George Eliot — English novelist, poet, journalist and translator

***

George Eliot had it right. Memories are a powerful human connection. Without a moment’s notice, we can be transported back to a person, time, and place. Often, this happens as we complete our simplest daily activities at home in the kitchen. Pouring a cup of coffee. Biting into a crunchy apple. Stirring a pot on the stove. Or, in my case, counting and depositing pills into a tray.

On the surface, this may seem like a purely clinical exercise. But it was something significant I did for my mother during the last several years of her life as her macular degeneration worsened.

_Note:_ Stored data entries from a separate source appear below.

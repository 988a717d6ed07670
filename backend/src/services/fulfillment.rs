//! Fulfillment orchestration
//!
//! The only writer of fulfillment debits. A per-workstation async lock
//! serializes the evaluate-debit-cascade sequence so two orders can never
//! both pass the availability check against the same stock. The cached
//! scenario on the order is advisory; fulfillment always re-checks against
//! current stock under the lock.

use std::sync::Arc;

use chrono::Utc;
use dashmap::DashMap;
use serde::Serialize;
use tokio::sync::Mutex;
use uuid::Uuid;

use shared::{
    evaluate, LedgerEntry, Order, OrderKind, OrderStatus, ReasonCode, StockAdjustment,
    TriggerScenario,
};

use crate::error::{AppError, AppResult};
use crate::repository::{OrderRepository, StockRepository};

/// Result of a fulfillment attempt
///
/// A stock shortfall is a classified outcome, not an error; callers only see
/// `Err` for structural problems (unknown order, bad state, storage failure).
#[derive(Debug, Serialize)]
#[serde(tag = "outcome", rename_all = "snake_case")]
pub enum FulfillmentOutcome {
    Completed {
        order: Order,
        ledger_entries: Vec<LedgerEntry>,
        /// Sibling orders whose cached scenario changed in the cascade pass
        cascade_updates: usize,
    },
    Unfulfillable {
        order: Order,
        scenario: TriggerScenario,
    },
}

/// Orchestrates order fulfillment against the stock ledger
#[derive(Clone)]
pub struct FulfillmentService {
    orders: Arc<dyn OrderRepository>,
    stock: Arc<dyn StockRepository>,
    locks: Arc<DashMap<i64, Arc<Mutex<()>>>>,
}

impl FulfillmentService {
    /// Create a new FulfillmentService instance
    pub fn new(orders: Arc<dyn OrderRepository>, stock: Arc<dyn StockRepository>) -> Self {
        Self {
            orders,
            stock,
            locks: Arc::new(DashMap::new()),
        }
    }

    fn workstation_lock(&self, workstation_id: i64) -> Arc<Mutex<()>> {
        self.locks
            .entry(workstation_id)
            .or_insert_with(|| Arc::new(Mutex::new(())))
            .clone()
    }

    /// Attempt to fulfill an order from current stock
    ///
    /// Under the workstation lock: reload, re-classify against a fresh
    /// snapshot, and on direct fulfillment debit every line atomically, then
    /// re-evaluate the cached scenario of sibling orders against the reduced
    /// stock. Anything short of direct fulfillment leaves stock untouched.
    pub async fn fulfill(&self, id: Uuid) -> AppResult<FulfillmentOutcome> {
        let order = self.orders.get(id).await?;
        if !order.status.can_complete() {
            return Err(AppError::InvalidOrderState {
                current: order.status,
                attempted: OrderStatus::Completed,
            });
        }

        let lock = self.workstation_lock(order.workstation_id);
        let outcome = {
            let _guard = lock.lock().await;
            self.fulfill_locked(id).await?
        };

        // A completed supply order releases its waiting parent. The parent
        // lives at a different workstation; its lock is taken only after the
        // supply order's lock is released.
        if let FulfillmentOutcome::Completed { order, .. } = &outcome {
            if order.kind == OrderKind::Supply {
                if let Some(parent_number) = &order.parent_order_number {
                    self.release_waiting_parent(parent_number).await?;
                }
            }
        }

        Ok(outcome)
    }

    async fn fulfill_locked(&self, id: Uuid) -> AppResult<FulfillmentOutcome> {
        let mut order = self.orders.get(id).await?;
        if !order.status.can_complete() {
            return Err(AppError::InvalidOrderState {
                current: order.status,
                attempted: OrderStatus::Completed,
            });
        }

        let snapshot = self.stock.snapshot(order.workstation_id).await?;
        let scenario = evaluate(&order.items, order.workstation_id, &snapshot);

        if scenario == TriggerScenario::DirectFulfillment {
            let adjustments: Vec<StockAdjustment> = order
                .items
                .iter()
                .map(|item| StockAdjustment {
                    key: item.stock_key(order.workstation_id),
                    delta: -item.quantity,
                    reason_code: ReasonCode::Fulfillment,
                    notes: Some(order.order_number.clone()),
                })
                .collect();

            match self.stock.adjust_many(adjustments).await {
                Ok(ledger_entries) => {
                    order.status = OrderStatus::Completed;
                    order.trigger_scenario = Some(scenario);
                    order.completed_at = Some(Utc::now());
                    self.orders.update(&order).await?;

                    let cascade_updates = self.cascade(&order).await?;

                    tracing::info!(
                        order_number = %order.order_number,
                        entries = ledger_entries.len(),
                        cascade_updates,
                        "Order fulfilled"
                    );
                    return Ok(FulfillmentOutcome::Completed {
                        order,
                        ledger_entries,
                        cascade_updates,
                    });
                }
                // Another writer (a second instance sharing the database)
                // won the stock between snapshot and debit. Reclassify
                // against current stock and fall through to the shortfall
                // path; nothing was debited.
                Err(AppError::InsufficientStock { .. }) => {}
                Err(e) => return Err(e),
            }
        }

        let snapshot = self.stock.snapshot(order.workstation_id).await?;
        let scenario = evaluate(&order.items, order.workstation_id, &snapshot);

        let mut dirty = order.trigger_scenario != Some(scenario);
        order.trigger_scenario = Some(scenario);

        if order.kind.can_wait_for_parts() && order.status.can_wait_for_parts() {
            order.status = OrderStatus::WaitingForParts;
            dirty = true;
        }
        if dirty {
            self.orders.update(&order).await?;
        }

        tracing::info!(
            order_number = %order.order_number,
            scenario = %scenario,
            status = %order.status,
            "Order not fulfillable from stock"
        );
        Ok(FulfillmentOutcome::Unfulfillable { order, scenario })
    }

    /// Re-evaluate every confirmed sibling at the workstation against the
    /// post-debit snapshot, persisting only the ones whose scenario changed
    async fn cascade(&self, completed: &Order) -> AppResult<usize> {
        let snapshot = self.stock.snapshot(completed.workstation_id).await?;
        let siblings = self
            .orders
            .confirmed_at_workstation(completed.workstation_id)
            .await?;

        let mut updated = 0;
        for mut sibling in siblings {
            if sibling.id == completed.id {
                continue;
            }
            let scenario = evaluate(&sibling.items, sibling.workstation_id, &snapshot);
            if sibling.trigger_scenario != Some(scenario) {
                sibling.trigger_scenario = Some(scenario);
                self.orders.update(&sibling).await?;
                updated += 1;
                tracing::debug!(
                    order_number = %sibling.order_number,
                    scenario = %scenario,
                    "Cascade re-classified sibling order"
                );
            }
        }
        Ok(updated)
    }

    /// Move a WaitingForParts parent back to Confirmed after a supply order
    /// for it completed, refreshing its cached scenario under its own
    /// workstation lock
    async fn release_waiting_parent(&self, parent_number: &str) -> AppResult<()> {
        let parent = match self.orders.get_by_number(parent_number).await {
            Ok(parent) => parent,
            Err(AppError::NotFound(_)) => {
                tracing::warn!(
                    parent_order_number = parent_number,
                    "Supply order completed but parent order not found"
                );
                return Ok(());
            }
            Err(e) => return Err(e),
        };

        let lock = self.workstation_lock(parent.workstation_id);
        let _guard = lock.lock().await;

        let mut parent = self.orders.get(parent.id).await?;
        if parent.status != OrderStatus::WaitingForParts {
            return Ok(());
        }

        let snapshot = self.stock.snapshot(parent.workstation_id).await?;
        parent.trigger_scenario = Some(evaluate(&parent.items, parent.workstation_id, &snapshot));
        parent.status = OrderStatus::Confirmed;
        self.orders.update(&parent).await?;

        tracing::info!(
            order_number = %parent.order_number,
            "Waiting order released by supply completion"
        );
        Ok(())
    }
}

As her dementia deepened. Every other Saturday morning, I drove twenty miles from my home in one Chicago suburb to hers in another. Each time I counted out two weeks worth of medications for her.

Of course, our visits consisted of more than medication administration. We shared late breakfasts, early lunches, short walks and longer stories about our lives and love of family and nature whenever her health and the weather permitted. Neither of us ever imagined I’d  write about our journey years later in what became From Fertile Ground.

Yesterday in Arizona, as I was filling my own tray of medications for the coming week, I was reminded of those intimate Saturday mornings with my mother. Sorting her pills in past Septembers. Doing what I could to help sustain her life for another two weeks as the late summer light in northern Illinois produced elongated shadows.

Of course, it was all worth it. I would do it all over again. But at least now I have the memories to savor. At least I’m still counting in September.